# Calculate the length of the given curve part 2

## Homework Statement

$\vec r (t) = \vec u +t \vec v for -4 \le t \le 6$ where u and v are constant vectors and v not equal 0

Do i proceed with the usual calculation of differentiating r wrt t, find the magnitude and then integrate between limits? Looks too simple for that. Thanks

Related Calculus and Beyond Homework Help News on Phys.org
Simon Bridge
Homework Helper
http://www.ucl.ac.uk/Mathematics/geomath/level2/fvec/fv4.html

but in this case it indeed looks like:

$$\frac{d\vec r}{dt}=\vec v$$

... think what differentiation means. How $\vec r$ changes with time is it grows in the $\vec v$ direction and the rate of that growth is the magnitude.

The intergral will be the area between the path mapped out by $\vec r(t)$ and ... something.

Of course, I'm only guessing that you have been asked to differentiate and integrate that function ... you didn't actually say.

If we consider r to be a displacement, then $\vec u = \vec r(0)$ and $\vec v$ is, indeed, the velocity.
It is not clear what the area under the displacement-time graph represents.
It's easier to think about if r is a velocity, u is initial velocity, and v is the acceleration.

Last edited:
http://www.ucl.ac.uk/Mathematics/geomath/level2/fvec/fv4.html

but in this case it indeed looks like:

$$\frac{d\vec r}{dt}=\vec v$$

... think what differentiation means. How $\vec r$ changes with time is it grows in the $\vec v$ direction and the rate of that growth is the magnitude.

The intergral will be the area between the path mapped out by $\vec r(t)$ and ... something.

Of course, I'm only guessing that you have been asked to differentiate and integrate that function ... you didn't actually say.

If we consider r to be a displacement, then $\vec u = \vec r(0)$ and $\vec v$ is, indeed, the velocity.
It is not clear what the area under the displacement-time graph represents.
It's easier to think about if r is a velocity, u is initial velocity, and v is the acceleration.
It says I have to calculate the length of the curve for the given problem.

LCKurtz
Homework Helper
Gold Member

## Homework Statement

$\vec r (t) = \vec u +t \vec v for -4 \le t \le 6$ where u and v are constant vectors and v not equal 0

Do i proceed with the usual calculation of differentiating r wrt t, find the magnitude and then integrate between limits? Looks too simple for that. Thanks
It is very simple. Just do it.

It is very simple.

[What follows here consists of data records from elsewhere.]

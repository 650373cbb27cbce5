pub mod catalog;
pub mod content;
pub mod data;
pub mod remote;
pub mod settings;

use std::{sync::Arc, time::Duration};

use tracing::info;

use crate::{auth::load_api_key, error::ContentError};
use content::{ContentService, StaticContentService};
use data::CatalogContentService;
use remote::RemoteContentService;
use settings::{ContentMode, Settings};

/// Builds the content backend selected by `content_mode`.
pub fn content_service(settings: &Settings) -> Result<Arc<dyn ContentService>, ContentError> {
    let service: Arc<dyn ContentService> = match settings.content_mode.value {
        ContentMode::Static => Arc::new(StaticContentService),
        ContentMode::Catalog => Arc::new(CatalogContentService::from_dir(&settings.data_path.value)?),
        ContentMode::Remote => Arc::new(RemoteContentService::new(
            settings.remote_url.value.clone(),
            load_api_key(&settings.key_path.value)?,
            Duration::from_secs(settings.remote_timeout_secs.value.into()),
        )),
    };
    info!(mode = service.mode(), "content service ready");
    Ok(service)
}

#[cfg(test)]
mod tests {
    use super::*;

    #[test]
    fn builds_backend_for_each_mode() {
        let dir = tempfile::tempdir().unwrap();
        let mut settings = Settings::new();
        settings.data_path.value = dir.path().display().to_string();
        settings.key_path.value = dir.path().join("pass.key").display().to_string();

        for (mode, expected) in [
            (ContentMode::Static, "static"),
            (ContentMode::Catalog, "catalog"),
            (ContentMode::Remote, "remote"),
        ] {
            settings.content_mode.value = mode;
            assert_eq!(content_service(&settings).unwrap().mode(), expected);
        }
    }
}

Just do it.
I get $10 \vec v$ by differentiating r(t) wrt t , getting its magnitude which is v and then integrating between the limits wrt t...

LCKurtz
Homework Helper
Gold Member
I get $10 \vec v$ by differentiating r(t) wrt t , getting its magnitude which is v and then integrating between the limits wrt t...
That is confusing. You don't get $10\vec v$ as the derivative if that is what you mean. And if you mean that is the answer it isn't correct either because the answer must be a scalar.

Well yes I realise the answer is a scalar because I know the vector v is a constant as stated in the problem hence 10 times a constant?

r(t)= u + tv.
dr(t)= v.

Magnitude = (v^2)^(1/2) =v. Then integrate this between the limits from -4 to 6....

LCKurtz
Homework Helper
Gold Member
Well yes I realise the answer is a scalar because I know the vector v is a constant as stated in the problem hence 10 times a constant?

r(t)= u + tv.
dr(t)= v.

Magnitude = (v^2)^(1/2) =v. Then integrate this between the limits from -4 to 6....
You need to use different notation for a vector $\vec v$ and its magnitude $|\vec v| = v$. Otherwise it is difficult to tell whether you are using the vector or its magnitude. You are using v for both above.

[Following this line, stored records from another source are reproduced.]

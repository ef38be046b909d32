//! Fuzzes message parsing against a reader that splits the stream at an
//! arbitrary byte boundary, since a real TCP socket can hand back a message
//! in however many pieces it likes.
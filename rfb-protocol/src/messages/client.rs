//! Client-to-server RFB messages.
//!
//! This module defines all messages sent from the VNC client to the server.

use super::types::PixelFormat;
use crate::io::{RfbInStream, RfbOutStream};
use tokio::io::{AsyncRead, AsyncWrite};

/// ClientInit message - client initialization.
///
/// Sent by the client after security handshake. Indicates whether the
/// client wants a shared or exclusive connection.
///
/// # Wire Format
///
/// - 1 byte: shared flag (0 = exclusive, 1 = shared)
#[derive(Debug, Clone, Copy, PartialEq, Eq)]
pub struct ClientInit {
    pub shared: bool,
}

impl ClientInit {
    /// Read ClientInit from an RFB input stream.
    pub async fn read_from<R: AsyncRead + Unpin>(
        stream: &mut RfbInStream<R>,
    ) -> std::io::Result<Self> {
        let shared_flag = stream.read_u8().await?;
        if shared_flag > 1 {
            return Err(std::io::Error::new(
                std::io::ErrorKind::InvalidData,
                format!("shared flag must be 0 or 1, got {}", shared_flag),
            ));
        }
        Ok(Self {
            shared: shared_flag == 1,
        })
    }

    /// Write ClientInit to an RFB output stream.
    pub fn write_to<W: AsyncWrite + Unpin>(&self, stream: &mut RfbOutStream<W>) {
        stream.write_u8(if self.shared { 1 } else { 0 });
    }
}

/// SetPixelFormat message - change pixel format.
///
/// Tells the server to use a different pixel format for framebuffer updates.
///
/// # Wire Format
///
/// - 1 byte: message type (0)
/// - 3 bytes: padding
/// - 16 bytes: PixelFormat
#[derive(Debug, Clone, PartialEq, Eq)]
pub struct SetPixelFormat {
    pub pixel_format: PixelFormat,
}

impl SetPixelFormat {
    /// Read SetPixelFormat from an RFB input stream.
    pub async fn read_from<R: AsyncRead + Unpin>(
        stream: &mut RfbInStream<R>,
    ) -> std::io::Result<Self> {
        stream.skip(3).await?; // padding
        let pixel_format = PixelFormat::read_from(stream).await?;
        Ok(Self { pixel_format })
    }

    /// Write SetPixelFormat to an RFB output stream.
    pub fn write_to<W: AsyncWrite + Unpin>(
        &self,
        stream: &mut RfbOutStream<W>,
    ) -> std::io::Result<()> {
        stream.write_u8(0); // message type
        stream.write_u8(0); // padding
        stream.write_u8(0); // padding
        stream.write_u8(0); // padding
        self.pixel_format.write_to(stream)?;
        Ok(())
    }
}

/// SetEncodings message - declare supported encodings.
///
/// Tells the server which encoding types the client supports, in order of preference.
///
/// # Wire Format
///
/// - 1 byte: message type (2)
/// - 1 byte: padding
/// - 2 bytes: number of encodings
/// - N * 4 bytes: encoding types (signed i32 each)
#[derive(Debug, Clone, PartialEq, Eq)]
pub struct SetEncodings {
    pub encodings: Vec<i32>,
}

impl SetEncodings {
    /// Read SetEncodings from an RFB input stream.
    pub async fn read_from<R: AsyncRead + Unpin>(
        stream: &mut RfbInStream<R>,
    ) -> std::io::Result<Self> {
        stream.skip(1).await?; // padding
        let num_encodings = stream.read_u16().await? as usize;

        let mut encodings = Vec::with_capacity(num_encodings);
        for _ in 0..num_encodings {
            encodings.push(stream.read_i32().await?);
        }

        Ok(Self { encodings })
    }

    /// Write SetEncodings to an RFB output stream.
    pub fn write_to<W: AsyncWrite + Unpin>(&self, stream: &mut RfbOutStream<W>) {
        stream.write_u8(2); // message type
        stream.write_u8(0); // padding
        stream.write_u16(self.encodings.len() as u16);

        for encoding in &self.encodings {
            stream.write_i32(*encoding);
        }
    }
}

/// FramebufferUpdateRequest message - request screen update.
///
/// Requests the server to send a framebuffer update for a specific region.
///
/// # Wire Format
///
/// - 1 byte: message type (3)
/// - 1 byte: incremental (0 = full update, 1 = incremental)
/// - 2 bytes: x position
/// - 2 bytes: y position
/// - 2 bytes: width
/// - 2 bytes: height
#[derive(Debug, Clone, Copy, PartialEq, Eq)]
pub struct FramebufferUpdateRequest {
    pub incremental: bool,
    pub x: u16,
    pub y: u16,
    pub width: u16,
    pub height: u16,
}

impl FramebufferUpdateRequest {
    /// Read FramebufferUpdateRequest from an RFB input stream.
    pub async fn read_from<R: AsyncRead + Unpin>(
        stream: &mut RfbInStream<R>,
    ) -> std::io::Result<Self> {
        let incremental_flag = stream.read_u8().await?;
        if incremental_flag > 1 {
            return Err(std::io::Error::new(
                std::io::ErrorKind::InvalidData,
                format!("incremental flag must be 0 or 1, got {}", incremental_flag),
            ));
        }

        Ok(Self {
            incremental: incremental_flag == 1,
            x: stream.read_u16().await?,
            y: stream.read_u16().await?,
            width: stream.read_u16().await?,
            height: stream.read_u16().await?,
        })
    }

    /// Write FramebufferUpdateRequest to an RFB output stream.
    pub fn write_to<W: AsyncWrite + Unpin>(&self, stream: &mut RfbOutStream<W>) {
        stream.write_u8(3); // message type
        stream.write_u8(if self.incremental { 1 } else { 0 });
        stream.write_u16(self.x);
        stream.write_u16(self.y);
        stream.write_u16(self.width);
        stream.write_u16(self.height);
    }
}

/// KeyEvent message - keyboard input.
///
/// Sends a key press or release event to the server.
///
/// # Wire Format
///
/// - 1 byte: message type (4)
/// - 1 byte: down flag (0 = up, 1 = down)
/// - 2 bytes: padding
/// - 4 bytes: keysym (X11 keysym value)
#[derive(Debug, Clone, Copy, PartialEq, Eq)]
pub struct KeyEvent {
    pub down: bool,
    pub key: u32, // X11 keysym
}

impl KeyEvent {
    /// Read KeyEvent from an RFB input stream.
    pub async fn read_from<R: AsyncRead + Unpin>(
        stream: &mut RfbInStream<R>,
    ) -> std::io::Result<Self> {
        let down_flag = stream.read_u8().await?;
        if down_flag > 1 {
            return Err(std::io::Error::new(
                std::io::ErrorKind::InvalidData,
                format!("down flag must be 0 or 1, got {}", down_flag),
            ));
        }

        stream.skip(2).await?; // padding

        Ok(Self {
            down: down_flag == 1,
            key: stream.read_u32().await?,
        })
    }

    /// Write KeyEvent to an RFB output stream.
    pub fn write_to<W: AsyncWrite + Unpin>(&self, stream: &mut RfbOutStream<W>) {
        stream.write_u8(4); // message type
        stream.write_u8(if self.down { 1 } else { 0 });
        stream.write_u8(0); // padding
        stream.write_u8(0); // padding
        stream.write_u32(self.key);
    }
}

/// PointerEvent message - mouse input.
///
/// Sends mouse position and button state to the server.
///
/// # Wire Format
///
/// - 1 byte: message type (5)
/// - 1 byte: button mask (bitfield: bit 0 = button 1, bit 1 = button 2, etc.)
/// - 2 bytes: x position
/// - 2 bytes: y position
#[derive(Debug, Clone, Copy, PartialEq, Eq)]
pub struct PointerEvent {
    pub button_mask: u8,
    pub x: u16,
    pub y: u16,
}

impl PointerEvent {
    /// Read PointerEvent from an RFB input stream.
    pub async fn read_from<R: AsyncRead + Unpin>(
        stream: &mut RfbInStream<R>,
    ) -> std::io::Result<Self> {
        Ok(Self {
            button_mask: stream.read_u8().await?,
            x: stream.read_u16().await?,
            y: stream.read_u16().await?,
        })
    }

    /// Write PointerEvent to an RFB output stream.
    pub fn write_to<W: AsyncWrite + Unpin>(&self, stream: &mut RfbOutStream<W>) {
        stream.write_u8(5); // message type
        stream.write_u8(self.button_mask);
        stream.write_u16(self.x);
        stream.write_u16(self.y);
    }
}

You need to use different notation for a vector $\vec v$ and its magnitude $|\vec v| = v$. Otherwise it is difficult to tell whether you are using the vector or its magnitude. You are using v for both above.
$d \vec r (t)= \vec v$. Therefore the magnitude is $| \vec v| = v$. Then

$\int_{-4}^{6} v dt = 10v$...?

That is what I did . Correct?

LCKurtz
Homework Helper
Gold Member
$d \vec r (t)= \vec v$. Therefore the magnitude is $| \vec v| = v$. Then

$\int_{-4}^{6} v dt = 10v$...?

That is what I did . Correct?
Yes. That is much better and it is correct.

Simon Bridge
Homework Helper
Neato :)
I'm a big fan of understanding the problem.

If r(t) is a position vector, then the thingy's motion has speed |v| in the direction v/|v| and passes through position u at t=0. Since v is a constant vector, the path is a straight line. We want to know how far the thingy has traveled between t=-4 and t=6 units.

Since it's linear, that's just the final position subtracted from the initial position - or the speed multiplied by the elapsed time.

Of course, that's probably not mathematically rigorous.

Simon Bridge
Homework Helper
Neato :)
I'm a big fan of understanding the problem.

If r(t) is a position vector, then the thingy's motion has speed |v| in the direction v/|v| and passes through position u at t=0. Since v is a constant vector, the path is a straight line. We want to know how far the thingy has traveled between t=-4 and t=6 units.

Since it's linear, that's just the final position subtracted from the initial position - or the speed multiplied by the elapsed time.

Of course, that's probably not mathematically rigorous.

good insight! Thanks